Pattern classification of time-series signals using Fisher kernels and support vector machines
thesisposted on 22.05.2021, 17:34 authored by Yashodhan Rajiv Athavale
The objective of this study is to assess the performance and capability of a kernel-based machine learning method for time-series signal classification. Applying various stages of dimension transformation, training, testing and cross-validation, we attempt to perform a binary classification using the time-series signals from each category. This study has been applied to two domains: Financial and Biomedical. The financial domain study involves identifying the possibility of collapse or survival of a company trading in the stock market. For assessing the fate of each company, we collect its real stock market data, which is basically a financial time-series composed of weekly closing stock prices in a common time-series interval. This study has been applied to various economic sectors such as Pharmaceuticals and Biotechnology, Automobiles, Oil & Gas, Water Supply etc. The data has been collected using Thomson’s Datastream software. In the biomedical study we are dealing with knee signals collected using the Vibration arthrometry technique.
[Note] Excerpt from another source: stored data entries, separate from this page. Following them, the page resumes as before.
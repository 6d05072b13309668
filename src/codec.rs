//! The event stream codec.
//!
//! Each buffer stands alone: it starts with an eight-byte redundant index,
//! followed by a sequence of compressed events, followed by `0xFF` padding.
//! The padding doubles as the stream terminator, which is what allows a
//! half-filled buffer to be programmed to flash and decoded again later: any
//! position where a header would start but the byte is still `0xFF` ends the
//! stream.  To make that sound, every legal header first byte must carry at
//! least one zero bit in its low five bits, which in turn constrains event
//! codes (see [`code_is_encodable`]).
//!
//! ## Header shapes
//!
//! The two low bits of the first header byte select the shape:
//!
//! - bit 0 clear: the event reuses the previous event's code and size, and
//!   the remaining bits of the same varint hold the time delta
//! - bit 0 set: a varint of `(code << 2) | flags` is followed by a size
//!   varint and a time delta varint
//! - bit 1 clear: the delta is full precision
//! - bit 1 set: the delta was truncated by dropping its low 13 bits
//!
//! The truncated shape is only used for events whose producer requested a
//! low-resolution timestamp, and only when the delta's low 13 bits are in
//! fact zero (the truncation of the timestamp itself is skipped when it
//! would step backwards past the previous event).

use std::fmt;

/// Number of leading bytes holding the redundant buffer index.
pub const BLOCK_INDEX_LEN: usize = 8;

/// Upper bound on an encoded event header.
///
/// A 14-bit code with flags is three varint bytes, a size bounded by the
/// buffer is two, and a 32-bit delta is five; fifteen leaves slack.
pub const MAX_HEADER_LEN: usize = 15;

/// Bits dropped from a timestamp when the low-resolution encoding applies.
pub const LOW_RES_SHIFT: u32 = 13;

/// Mask of the timestamp bits dropped by the low-resolution encoding.
pub const LOW_RES_MASK: u32 = (1 << LOW_RES_SHIFT) - 1;

/// Whether an event code can be legally encoded.
///
/// The code must fit in 14 bits and must not be all-ones in its low three
/// bits, so that the first header byte always contains a zero bit in its low
/// five bits and `0xFF` remains an unambiguous stream terminator.
pub fn code_is_encodable(code: u16) -> bool {
    code < (1 << 14) && code & 0x7 != 0x7
}

/// Encodes `v` as an unsigned varint at `buf[start..]`, returning the new
/// write position.
///
/// Seven payload bits per byte, least-significant group first, with the high
/// bit of each byte flagging continuation.
pub fn encode_uvarint(buf: &mut [u8], mut start: usize, mut v: u64) -> usize {
    loop {
        if v < 0x80 {
            buf[start] = v as u8;
            return start + 1;
        }
        buf[start] = (v & 0x7f) as u8 | 0x80;
        start += 1;
        v >>= 7;
    }
}

/// Encodes `v` as a signed varint at `buf[start..]`, returning the new write
/// position.
///
/// Same continuation scheme as [`encode_uvarint`]; the encoding stops once
/// the remaining value sign-extends from seven bits, i.e. lies in
/// `-64..=63`.
pub fn encode_ivarint(buf: &mut [u8], mut start: usize, mut v: i32) -> usize {
    loop {
        if (-0x40..=0x3f).contains(&v) {
            buf[start] = (v & 0x7f) as u8;
            return start + 1;
        }
        buf[start] = (v & 0x7f) as u8 | 0x80;
        start += 1;
        v >>= 7;
    }
}

/// Decodes an unsigned varint from the front of `buf`.
///
/// Returns the value and the number of bytes consumed, or `None` if the
/// input ends mid-varint or the varint does not fit in 64 bits.
pub fn decode_uvarint(buf: &[u8]) -> Option<(u64, usize)> {
    let mut v: u64 = 0;
    let mut shift = 0u32;
    for (i, &byte) in buf.iter().enumerate() {
        if shift >= 64 {
            return None;
        }
        v |= u64::from(byte & 0x7f) << shift;
        if byte & 0x80 == 0 {
            return Some((v, i + 1));
        }
        shift += 7;
    }
    None
}

/// Decodes a signed varint from the front of `buf`.
///
/// Returns the value and the number of bytes consumed, or `None` on a
/// truncated or over-long input.
pub fn decode_ivarint(buf: &[u8]) -> Option<(i32, usize)> {
    let mut v: i64 = 0;
    let mut shift = 0u32;
    for (i, &byte) in buf.iter().enumerate() {
        if shift >= 64 {
            return None;
        }
        v |= i64::from(byte & 0x7f) << shift;
        shift += 7;
        if byte & 0x80 == 0 {
            if byte & 0x40 != 0 && shift < 64 {
                // Sign-extend from the top payload bit of the final byte.
                v |= -1i64 << shift;
            }
            return Some((v as i32, i + 1));
        }
    }
    None
}

/// Writes the redundant `(index, !index)` pair into the first eight bytes.
pub fn encode_block_index(buf: &mut [u8], index: u32) {
    buf[0..4].copy_from_slice(&index.to_le_bytes());
    buf[4..8].copy_from_slice(&(!index).to_le_bytes());
}

/// Reads a block index back out of the leading eight bytes.
///
/// Returns `None` unless the two words are exact bitwise complements, which
/// is what rejects erased, interrupted, or corrupted sectors.
pub fn decode_block_index(buf: &[u8]) -> Option<u32> {
    if buf.len() < BLOCK_INDEX_LEN {
        return None;
    }
    let index = u32::from_le_bytes(buf[0..4].try_into().expect("length checked"));
    let check = u32::from_le_bytes(buf[4..8].try_into().expect("length checked"));
    (index == !check).then_some(index)
}

/// Encodes an event header into `buf`, returning its length.
///
/// `repeat` selects the carried-over code/size shape, `truncated` the
/// 13-bit-dropped delta.  Callers must only pass `truncated` when
/// `delta & LOW_RES_MASK == 0`.
pub(crate) fn encode_event_header(
    buf: &mut [u8; MAX_HEADER_LEN],
    repeat: bool,
    truncated: bool,
    code: u16,
    size: u32,
    delta: u32,
) -> usize {
    debug_assert!(!truncated || delta & LOW_RES_MASK == 0);
    let mut len = 0;
    if repeat {
        let v = if truncated {
            u64::from(delta >> (LOW_RES_SHIFT - 2)) | 0b10
        } else {
            u64::from(delta) << 2
        };
        len = encode_uvarint(buf, len, v);
    } else {
        let flags = if truncated { 0b11 } else { 0b01 };
        len = encode_uvarint(buf, len, u64::from(code) << 2 | flags);
        len = encode_uvarint(buf, len, u64::from(size));
        let v = if truncated {
            u64::from(delta >> LOW_RES_SHIFT)
        } else {
            u64::from(delta)
        };
        len = encode_uvarint(buf, len, v);
    }
    len
}

/// A single event recovered from a buffer.
#[derive(Clone, PartialEq, Eq)]
pub struct DecodedEvent {
    /// The event class.
    pub code: u16,
    /// Reconstructed absolute timestamp, possibly rounded down if the event
    /// was written with a low-resolution time.
    pub time: u32,
    /// The opaque payload bytes.
    pub payload: Vec<u8>,
}

impl fmt::Debug for DecodedEvent {
    fn fmt(&self, f: &mut fmt::Formatter<'_>) -> fmt::Result {
        f.debug_struct("DecodedEvent")
            .field("code", &self.code)
            .field("time", &self.time)
            .field("payload_len", &self.payload.len())
            .finish()
    }
}

/// Iterator over the events of a single buffer's event stream.
///
/// Takes the stream region only, i.e. the buffer contents after the
/// eight-byte index.  Decoding stops at the first `0xFF` header byte, at the
/// end of the input, or at any malformed tail (truncated varint or payload);
/// a malformed tail is indistinguishable from an interrupted program cycle
/// and is treated the same way.
pub struct EventStreamDecoder<'a> {
    data: &'a [u8],
    pos: usize,
    last_code: u16,
    last_size: u32,
    last_time: u32,
}

impl<'a> EventStreamDecoder<'a> {
    pub fn new(stream: &'a [u8]) -> Self {
        Self {
            data: stream,
            pos: 0,
            last_code: 0,
            last_size: 0,
            last_time: 0,
        }
    }

    /// Byte offset of the first position not consumed by a valid event.
    pub fn position(&self) -> usize {
        self.pos
    }

    fn take_uvarint(&mut self) -> Option<u64> {
        let (v, n) = decode_uvarint(&self.data[self.pos..])?;
        self.pos += n;
        Some(v)
    }
}

impl Iterator for EventStreamDecoder<'_> {
    type Item = DecodedEvent;

    fn next(&mut self) -> Option<DecodedEvent> {
        let first = *self.data.get(self.pos)?;
        if first == 0xff {
            return None;
        }
        let rewind = self.pos;
        let new_code = first & 0b01 != 0;
        let truncated = first & 0b10 != 0;

        let result = (|| {
            let (code, size, raw_delta) = if new_code {
                let code = u16::try_from(self.take_uvarint()? >> 2).ok()?;
                let size = u32::try_from(self.take_uvarint()?).ok()?;
                (code, size, self.take_uvarint()?)
            } else {
                let v = self.take_uvarint()?;
                (self.last_code, self.last_size, v >> 2)
            };
            let delta = if truncated {
                // Time arithmetic is modular, so an absurd stored delta
                // wraps instead of overflowing.
                u32::try_from(raw_delta).ok()?.wrapping_shl(LOW_RES_SHIFT)
            } else {
                u32::try_from(raw_delta).ok()?
            };
            let payload = self
                .data
                .get(self.pos..self.pos + size as usize)?
                .to_vec();
            self.pos += size as usize;

            let time = self.last_time.wrapping_add(delta);
            self.last_code = code;
            self.last_size = size;
            self.last_time = time;
            Some(DecodedEvent {
                code,
                time,
                payload,
            })
        })();

        if result.is_none() {
            self.pos = rewind;
        }
        result
    }
}

/// Decodes a whole buffer: the leading redundant index plus its event
/// stream.
///
/// Returns `None` if the index words are not bitwise complements.
pub fn decode_block(block: &[u8]) -> Option<(u32, Vec<DecodedEvent>)> {
    let index = decode_block_index(block)?;
    let events = EventStreamDecoder::new(&block[BLOCK_INDEX_LEN..]).collect();
    Some((index, events))
}
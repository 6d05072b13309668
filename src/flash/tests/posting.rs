use pretty_assertions::assert_eq;

use super::*;
use crate::{
    flash::{FaultKind, FaultOp},
    ring::EventFlags,
};

/// Lays down blocks 20..=25 in sectors 0..=5, each with a distinct body.
fn stamp_run(media: &MemoryFlash) {
    for offset in 0..6u32 {
        let body = vec![0x20 + offset as u8; 40 + offset as usize];
        stamp_block(media, offset, 20 + offset, &body);
    }
}

#[tokio::test]
async fn oldest_unacknowledged_block_goes_first() {
    let media = test_media();
    stamp_run(&media);
    let (flash, _) = open_ring(&media).await;

    let (candidate, out) = must_post(&flash).await;
    assert_eq!(candidate.index, 20);
    assert_eq!(candidate.start, 0);
    // Full block, trailing erased bytes stripped.
    assert_eq!(candidate.size, codec::BLOCK_INDEX_LEN + 40);
    assert_eq!(codec::decode_block_index(&out[..8]), Some(20));
}

#[tokio::test]
async fn cursor_acknowledgement_advances_the_candidate() {
    let media = test_media();
    stamp_run(&media);
    let (flash, _) = open_ring(&media).await;

    // The collector confirms everything through block 23 in full.
    flash.note_block_posted(23, SECTOR_SIZE as u32).await;
    let (candidate, _) = must_post(&flash).await;
    assert_eq!(candidate.index, 24);
    assert_eq!(candidate.start, 0);

    // Then a partial acknowledgement of block 24: the next proposal is the
    // word-aligned unconfirmed suffix of the same block.
    let confirmed = (codec::BLOCK_INDEX_LEN + 22) as u32;
    flash.note_block_posted(24, confirmed).await;
    let (candidate, out) = must_post(&flash).await;
    assert_eq!(candidate.index, 24);
    assert_eq!(candidate.start, confirmed & !3);
    let full = codec::BLOCK_INDEX_LEN + 44;
    assert_eq!(candidate.size, full - (confirmed & !3) as usize);
    // The slice picks up exactly at the aligned start of block 24's body.
    assert_eq!(out[0], 0x24);
    assert!(out[..candidate.size].iter().all(|&b| b == 0x24));
}

#[tokio::test]
async fn fully_acknowledged_ring_proposes_nothing() {
    let media = test_media();
    stamp_run(&media);
    let (flash, _) = open_ring(&media).await;

    flash.note_block_posted(25, SECTOR_SIZE as u32).await;
    let mut out = vec![0u8; SECTOR_SIZE];
    assert_eq!(flash.get_block_to_post(&mut out).await, None);
    assert!(!flash.maybe_block_to_post().await);
}

#[tokio::test]
async fn initialized_head_resends_its_unconfirmed_suffix() {
    let media = test_media();
    let (flash, next_index) = open_ring(&media).await;
    let (ram, clock) = test_ram(next_index);

    assert_eq!(ram.append(0, 2, &[0x55; 60], EventFlags::default()), 0);
    clock.advance(1);
    assert_eq!(flash.drain(&ram).await, 1);

    // First proposal: the whole head block.
    let (candidate, _) = must_post(&flash).await;
    assert_eq!((candidate.index, candidate.start), (0, 0));
    let full = candidate.size;

    // The collector confirms a prefix; the remainder is re-proposed from a
    // word-aligned start.
    flash.note_block_posted(0, 30).await;
    let (candidate, _) = must_post(&flash).await;
    assert_eq!(candidate.index, 0);
    assert_eq!(candidate.start, 28);
    assert_eq!(candidate.size, full - 28);

    // Confirming everything silences the head.
    flash.note_block_posted(0, full as u32).await;
    let mut out = vec![0u8; SECTOR_SIZE];
    assert_eq!(flash.get_block_to_post(&mut out).await, None);
}

#[tokio::test]
async fn alignment_overlap_is_not_resent() {
    let media = test_media();
    let (flash, next_index) = open_ring(&media).await;
    let (ram, clock) = test_ram(next_index);

    assert_eq!(ram.append(0, 2, &[0x55; 60], EventFlags::default()), 0);
    clock.advance(1);
    assert_eq!(flash.drain(&ram).await, 1);
    let (candidate, _) = must_post(&flash).await;
    let full = candidate.size;

    // An unaligned acknowledgement of the full content: aligning the start
    // down re-reads a few confirmed bytes, which must not count as new.
    flash.note_block_posted(0, full as u32).await;
    assert!(full % 4 != 0, "test needs an unaligned content size");
    let mut out = vec![0u8; SECTOR_SIZE];
    assert_eq!(flash.get_block_to_post(&mut out).await, None);
}

#[tokio::test]
async fn cursor_past_the_head_is_reset_downward() {
    let media = test_media();
    stamp_run(&media);
    let (flash, _) = open_ring(&media).await;

    // Implausible cursor, as after an external erase: newer than anything
    // on flash.
    flash.note_block_posted(1000, 0).await;
    let (candidate, _) = must_post(&flash).await;
    // The search resynchronized downward and proposes the newest block.
    assert_eq!(candidate.index, 25);
    assert_eq!(candidate.start, 0);
    assert_eq!(flash.cursor().await, (25, 0));
}

#[tokio::test]
async fn unreadable_block_is_stubbed_and_skipped() {
    let media = test_media();
    stamp_block(&media, 0, 5, b"older");
    stamp_block(&media, 1, 6, b"newer");
    let (flash, _) = open_ring(&media).await;

    // The index probe (eight bytes) still reads, but any full-sector read
    // of sector 0 fails.
    media.inject_fault_min_len(FaultOp::Read, 0, FaultKind::Error, 10, 9);

    let (candidate, out) = must_post(&flash).await;
    assert_eq!(candidate.index, 5);
    assert_eq!(candidate.size, 4);
    assert_eq!(out[..4], 5u32.to_le_bytes());
    // The cursor skipped past the bad block so the poster cannot loop on
    // it.
    assert_eq!(flash.cursor().await, (5, SECTOR_SIZE as u32));

    let (candidate, _) = must_post(&flash).await;
    assert_eq!(candidate.index, 6);
}

#[tokio::test]
async fn ordering_break_stops_the_backward_scan() {
    let media = test_media();
    // Sector 3 holds the newest run 8,9; sector 1 holds a stale block from
    // a wrapped-over era whose index does not chain.
    stamp_block(&media, 1, 3, b"stale era");
    stamp_block(&media, 2, 8, b"current");
    stamp_block(&media, 3, 9, b"current");
    let (flash, next_index) = open_ring(&media).await;
    assert_eq!(next_index, 10);

    // The scan walks 9, 8, then hits 3 where it expected 7 and stops; the
    // oldest proposable block is 8.
    let (candidate, _) = must_post(&flash).await;
    assert_eq!(candidate.index, 8);
}

#[tokio::test]
async fn maybe_flag_tracks_drains_and_empty_scans() {
    let media = test_media();
    let (flash, next_index) = open_ring(&media).await;
    let (ram, clock) = test_ram(next_index);

    // Conservatively true right after recovery.
    assert!(flash.maybe_block_to_post().await);

    // An empty scan clears it.
    let mut out = vec![0u8; SECTOR_SIZE];
    assert_eq!(flash.get_block_to_post(&mut out).await, None);
    assert!(!flash.maybe_block_to_post().await);

    // A drain sets it again.
    assert_eq!(ram.append(0, 2, &[1; 8], EventFlags::default()), 0);
    clock.advance(1);
    assert_eq!(flash.drain(&ram).await, 1);
    assert!(flash.maybe_block_to_post().await);
}
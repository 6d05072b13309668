//! Shared helpers for the test suites.

/// Installs a fmt subscriber honoring `RUST_LOG`, once per process.
///
/// Tests that debug scheduling or recovery behavior can be run with
/// `RUST_LOG=airlog=trace` to watch the pipeline think.
pub(crate) fn init_tracing() {
    use tracing_subscriber::{fmt, prelude::*, registry, EnvFilter};

    let _ = registry()
        .with(EnvFilter::from_default_env())
        .with(fmt::layer().with_test_writer())
        .try_init();
}
//! Verify that the configured MongoDB deployment is reachable, then exit.

use person_service::config::PersonConfig;
use person_service::services::MongoDb;
use service_core::observability::init_tracing;
use std::process::ExitCode;

#[tokio::main]
async fn main() -> ExitCode {
    let config = match PersonConfig::load() {
        Ok(config) => config,
        Err(e) => {
            eprintln!("Failed to load configuration: {}", e);
            return ExitCode::FAILURE;
        }
    };

    init_tracing("check-connection", &config.log_level, None);
    tracing::info!("Testing MongoDB connection");

    match MongoDb::connect(&config.mongodb.uri, &config.mongodb.database).await {
        Ok(db) => {
            tracing::info!(
                database = %db.database().name(),
                "MongoDB connection test succeeded"
            );
            db.shutdown().await;
            ExitCode::SUCCESS
        }
        Err(e) => {
            tracing::error!("MongoDB connection test failed: {}", e);
            ExitCode::FAILURE
        }
    }
}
This study involves using the severity of cartilage degeneration for assessing the possibility omachinf a subject getting affected by Osteoarthritis or undergoing knee replacement surgery at a later stage. This non-invasive diagnostic method can also prove be an alternative to various invasive procedures used for detecting osteoarthritis. For this analysis we have used the vibroarthro-signals for about 38 abnormal and 51 normal knee joint case studies. In both studies we apply Fisher Kernels incorporated with Gaussian Mixture Model (GMM) for dimension transformation into feature space created as a three-dimensional plot for visualization. The transformed data is then trained and tested using support vector machines for performing binary classification. From our experiments we observe that our method fits really well for both the studies with the classification error rate between 10% to 15%.